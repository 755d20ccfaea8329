//! The listener driver: binds, accepts, and hosts one channel per
//! accepted connection on a single reactor thread.
//!
//! `listen()` blocks running the event loop until a [`StopHandle`] fires,
//! then closes the listening socket and returns `Ok(())`. Accept, bind,
//! and listen failures go to the listener-level error handler; they never
//! tear down channels that were already accepted.

use std::io;
use std::os::unix::io::{FromRawFd, RawFd};

use mio::net::TcpListener;
use mio::{Events, Interest};
use tracing::{debug, warn};

use pktio_core::{Codec, Error, Result};

use crate::channel::{Channel, OUT_BUF_SIZE};
use crate::reactor::{Reactor, StopHandle, DRIVER_TOKEN, STOP_TOKEN};
use crate::signal;

/// Accept backlog for the listening socket.
pub const BACKLOG: i32 = 1024;

type AcceptHandler = Box<dyn FnMut(&Channel) + Send>;
type ErrorHandler = Box<dyn FnMut(&Error) + Send>;

pub struct Listener<C: Codec> {
    reactor: Reactor<C>,
    codec: C,
    accept_handler: Option<AcceptHandler>,
    error_handler: Option<ErrorHandler>,
}

impl<C: Codec> Listener<C> {
    /// A listener whose channels all frame with `codec`.
    pub fn new(codec: C) -> Result<Self> {
        Ok(Self {
            reactor: Reactor::new(OUT_BUF_SIZE)?,
            codec,
            accept_handler: None,
            error_handler: None,
        })
    }

    /// Override the per-CPU egress queue capacity of accepted channels.
    pub fn out_buf_size(mut self, slots: usize) -> Self {
        self.reactor.out_buf_size = slots;
        self
    }

    /// Handler invoked on the reactor thread with each accepted channel.
    /// Register the channel's own callbacks inside it, before returning.
    pub fn on_accept(&mut self, handler: impl FnMut(&Channel) + Send + 'static) {
        self.accept_handler = Some(Box::new(handler));
    }

    /// Listener-level error channel: bind, listen, and accept failures.
    pub fn on_error(&mut self, handler: impl FnMut(&Error) + Send + 'static) {
        self.error_handler = Some(Box::new(handler));
    }

    /// Thread-safe stop signal. Grab it before `listen()`.
    pub fn stop_handle(&self) -> StopHandle {
        self.reactor.stop_handle()
    }

    /// Bind `host:port` (IPv4) and run the event loop until stopped.
    pub fn listen(&mut self, host: &str, port: u16) -> Result<()> {
        // The reactor does not mask SIGPIPE for us on Linux.
        signal::ignore_sigpipe();

        let fd = match bind_socket(host, port, BACKLOG) {
            Ok(fd) => fd,
            Err(err) => {
                let err = Error::Io(err);
                self.call_error(&err);
                return Err(err);
            }
        };
        // Safety: bind_socket just created this fd; ownership moves here.
        let mut sock = unsafe { TcpListener::from_raw_fd(fd) };
        self.reactor
            .poll
            .registry()
            .register(&mut sock, DRIVER_TOKEN, Interest::READABLE)?;
        debug!(host, port, "listening");
        self.run(sock)
    }

    fn run(&mut self, mut sock: TcpListener) -> Result<()> {
        let mut events = Events::with_capacity(256);
        loop {
            self.reactor.poll_events(&mut events)?;
            for event in events.iter() {
                match event.token() {
                    STOP_TOKEN => {
                        self.reactor.drain_stop();
                        debug!("listener stopped");
                        // Returning drops `sock`: the listening socket
                        // closes before the loop exits.
                        return Ok(());
                    }
                    DRIVER_TOKEN => self.accept_ready(&mut sock),
                    _ => self.reactor.dispatch(event),
                }
            }
        }
    }

    fn accept_ready(&mut self, sock: &mut TcpListener) {
        loop {
            match sock.accept() {
                Ok((stream, peer)) => {
                    let _ = stream.set_nodelay(true);
                    match self.reactor.add_channel(stream, self.codec.clone(), false) {
                        Ok((_slot, chan)) => {
                            debug!(channel = chan.id(), %peer, "accepted");
                            self.call_accept(&chan);
                        }
                        Err(err) => {
                            warn!(error = %err, "failed to register accepted socket");
                            self.call_error(&Error::Io(err));
                        }
                    }
                }
                Err(ref e) if e.kind() == io::ErrorKind::WouldBlock => break,
                Err(ref e) if e.kind() == io::ErrorKind::Interrupted => continue,
                Err(err) => {
                    warn!(error = %err, "accept failed");
                    self.call_error(&Error::Io(err));
                    break;
                }
            }
        }
    }

    fn call_accept(&mut self, chan: &Channel) {
        if let Some(mut handler) = self.accept_handler.take() {
            handler(chan);
            if self.accept_handler.is_none() {
                self.accept_handler = Some(handler);
            }
        }
    }

    fn call_error(&mut self, err: &Error) {
        if let Some(mut handler) = self.error_handler.take() {
            handler(err);
            if self.error_handler.is_none() {
                self.error_handler = Some(handler);
            }
        }
    }
}

/// Raw listening-socket setup: explicit fd, `SO_REUSEADDR`, nonblocking,
/// cloexec, and a real backlog value (std's bind hardcodes its own).
fn bind_socket(host: &str, port: u16, backlog: i32) -> io::Result<RawFd> {
    let ip: std::net::Ipv4Addr = host
        .parse()
        .map_err(|_| io::Error::new(io::ErrorKind::InvalidInput, "IPv4 address required"))?;

    let fd = unsafe {
        libc::socket(
            libc::AF_INET,
            libc::SOCK_STREAM | libc::SOCK_NONBLOCK | libc::SOCK_CLOEXEC,
            0,
        )
    };
    if fd < 0 {
        return Err(io::Error::last_os_error());
    }

    unsafe {
        let opt: libc::c_int = 1;
        libc::setsockopt(
            fd,
            libc::SOL_SOCKET,
            libc::SO_REUSEADDR,
            &opt as *const _ as *const libc::c_void,
            std::mem::size_of::<libc::c_int>() as libc::socklen_t,
        );
    }

    let mut addr: libc::sockaddr_in = unsafe { std::mem::zeroed() };
    addr.sin_family = libc::AF_INET as libc::sa_family_t;
    addr.sin_port = port.to_be();
    addr.sin_addr.s_addr = u32::from(ip).to_be();

    let rc = unsafe {
        libc::bind(
            fd,
            &addr as *const libc::sockaddr_in as *const libc::sockaddr,
            std::mem::size_of::<libc::sockaddr_in>() as libc::socklen_t,
        )
    };
    if rc != 0 {
        let err = io::Error::last_os_error();
        unsafe { libc::close(fd) };
        return Err(err);
    }

    let rc = unsafe { libc::listen(fd, backlog) };
    if rc != 0 {
        let err = io::Error::last_os_error();
        unsafe { libc::close(fd) };
        return Err(err);
    }

    Ok(fd)
}

#[cfg(test)]
mod tests {
    use super::*;
    use crate::client::Client;
    use pktio_core::{LengthCodec, Packet};
    use std::sync::atomic::{AtomicBool, AtomicUsize, Ordering};
    use std::sync::Arc;
    use std::thread;
    use std::time::Duration;

    const HOST: &str = "127.0.0.1";

    fn frame(id: u8) -> Packet {
        let mut p = Packet::alloc(2);
        p.view_mut().write_u8(0, 2).unwrap();
        p.view_mut().write_u8(1, id).unwrap();
        p
    }

    fn id_of(p: &Packet) -> u8 {
        p.view().read_u8(1).unwrap()
    }

    /// Run a client against `port`, retrying while the listener is still
    /// coming up. Returns the client loop's exit result.
    fn run_client<F>(port: u16, configure: F) -> Result<()>
    where
        F: Fn(&mut Client<LengthCodec>) + Send + 'static,
    {
        let mut last = Ok(());
        for _ in 0..100 {
            let mut client = Client::new(LengthCodec::u8()).unwrap().out_buf_size(1024);
            configure(&mut client);
            match client.connect_to(HOST, port) {
                Err(Error::Io(ref e)) if e.kind() == io::ErrorKind::ConnectionRefused => {
                    thread::sleep(Duration::from_millis(20));
                    last = Err(Error::Io(io::Error::new(
                        io::ErrorKind::ConnectionRefused,
                        "listener never came up",
                    )));
                }
                other => return other,
            }
        }
        last
    }

    #[test]
    fn ping_pong() {
        const PORT: u16 = 22223;
        const PING: u8 = 1;
        const PONG: u8 = 2;

        let server_error = Arc::new(AtomicBool::new(false));

        let listener_thread = {
            let server_error = server_error.clone();
            thread::spawn(move || {
                let mut listener = Listener::new(LengthCodec::u8())
                    .unwrap()
                    .out_buf_size(1024);
                let stop = listener.stop_handle();
                let expected = Arc::new(AtomicUsize::new(PING as usize));
                listener.on_accept(move |chan| {
                    let expected = expected.clone();
                    let stop_read = stop.clone();
                    chan.on_read(move |chan, ping| {
                        let want = expected.load(Ordering::SeqCst) as u8;
                        assert_eq!(want, id_of(&ping));
                        if want == PONG {
                            chan.close();
                            return;
                        }
                        expected.store(PONG as usize, Ordering::SeqCst);
                        chan.write(frame(PONG));
                    });
                    let server_error = server_error.clone();
                    chan.on_error(move |_| server_error.store(true, Ordering::SeqCst));
                    chan.on_close(move |_| stop_read.stop());
                });
                listener.listen(HOST, PORT)
            })
        };

        let client_result = run_client(PORT, |client| {
            let stop = client.stop_handle();
            client.on_connect(move |chan| {
                let stop = stop.clone();
                chan.on_read(move |chan, pong| {
                    assert_eq!(PONG, id_of(&pong));
                    chan.write(frame(PONG));
                });
                chan.on_close(move |_| stop.stop());
                chan.write(frame(PING));
            });
        });

        assert!(client_result.is_ok(), "client: {:?}", client_result);
        let listener_result = listener_thread.join().unwrap();
        assert!(listener_result.is_ok(), "listener: {:?}", listener_result);
        assert!(
            !server_error.load(Ordering::SeqCst),
            "server error handler fired"
        );
    }

    #[test]
    fn reliable_messaging() {
        const PORT: u16 = 22224;
        const MAX_ID: u8 = 10;

        let server_seen = Arc::new(parking_lot::Mutex::new(Vec::new()));
        let client_seen = Arc::new(parking_lot::Mutex::new(Vec::new()));

        let listener_thread = {
            let server_seen = server_seen.clone();
            thread::spawn(move || {
                let mut listener = Listener::new(LengthCodec::u8())
                    .unwrap()
                    .out_buf_size(1024);
                let stop = listener.stop_handle();
                listener.on_accept(move |chan| {
                    let server_seen = server_seen.clone();
                    chan.on_read(move |chan, message| {
                        let id = id_of(&message);
                        server_seen.lock().push(id);
                        chan.write(frame(id));
                    });
                    let stop = stop.clone();
                    chan.on_close(move |_| stop.stop());
                });
                listener.listen(HOST, PORT)
            })
        };

        let client_result = {
            let client_seen = client_seen.clone();
            run_client(PORT, move |client| {
                let stop = client.stop_handle();
                let client_seen = client_seen.clone();
                client.on_connect(move |chan| {
                    let client_seen = client_seen.clone();
                    chan.on_read(move |chan, message| {
                        let id = id_of(&message);
                        client_seen.lock().push(id);
                        if id == MAX_ID {
                            chan.close();
                            return;
                        }
                        chan.write(frame(id + 1));
                    });
                    let stop = stop.clone();
                    chan.on_close(move |_| stop.stop());
                    chan.write(frame(0));
                });
            })
        };

        assert!(client_result.is_ok(), "client: {:?}", client_result);
        assert!(listener_thread.join().unwrap().is_ok());

        let want: Vec<u8> = (0..=MAX_ID).collect();
        assert_eq!(&*server_seen.lock(), &want);
        assert_eq!(&*client_seen.lock(), &want);
    }

    #[test]
    fn server_close_surfaces_as_client_error() {
        const PORT: u16 = 22222;

        let client_error = Arc::new(AtomicBool::new(false));

        let listener_thread = thread::spawn(move || {
            let mut listener = Listener::new(LengthCodec::u8())
                .unwrap()
                .out_buf_size(1024);
            let stop = listener.stop_handle();
            listener.on_accept(move |chan| {
                chan.close();
                stop.stop();
            });
            listener.listen(HOST, PORT)
        });

        let client_result = {
            let client_error = client_error.clone();
            run_client(PORT, move |client| {
                let stop = client.stop_handle();
                let client_error = client_error.clone();
                client.on_connect(move |chan| {
                    let stop = stop.clone();
                    let client_error = client_error.clone();
                    chan.on_error(move |_| {
                        client_error.store(true, Ordering::SeqCst);
                        stop.stop();
                    });
                });
            })
        };

        assert!(client_result.is_ok(), "client: {:?}", client_result);
        assert!(listener_thread.join().unwrap().is_ok());
        assert!(client_error.load(Ordering::SeqCst));
    }

    #[test]
    fn bind_rejects_garbage_host() {
        let mut listener = Listener::new(LengthCodec::u8()).unwrap();
        let errors = Arc::new(AtomicUsize::new(0));
        {
            let errors = errors.clone();
            listener.on_error(move |_| {
                errors.fetch_add(1, Ordering::SeqCst);
            });
        }
        assert!(listener.listen("not-an-address", 0).is_err());
        assert_eq!(errors.load(Ordering::SeqCst), 1);
    }
}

◆ ◆ ◆ ◆

TO DO: Where does the word "closes" show up in the material? Copy out each line that has it.

RESPONSE BOX:
//! then closes the listening socket and returns `Ok(())`. Accept, bind,
                        // closes before the loop exits.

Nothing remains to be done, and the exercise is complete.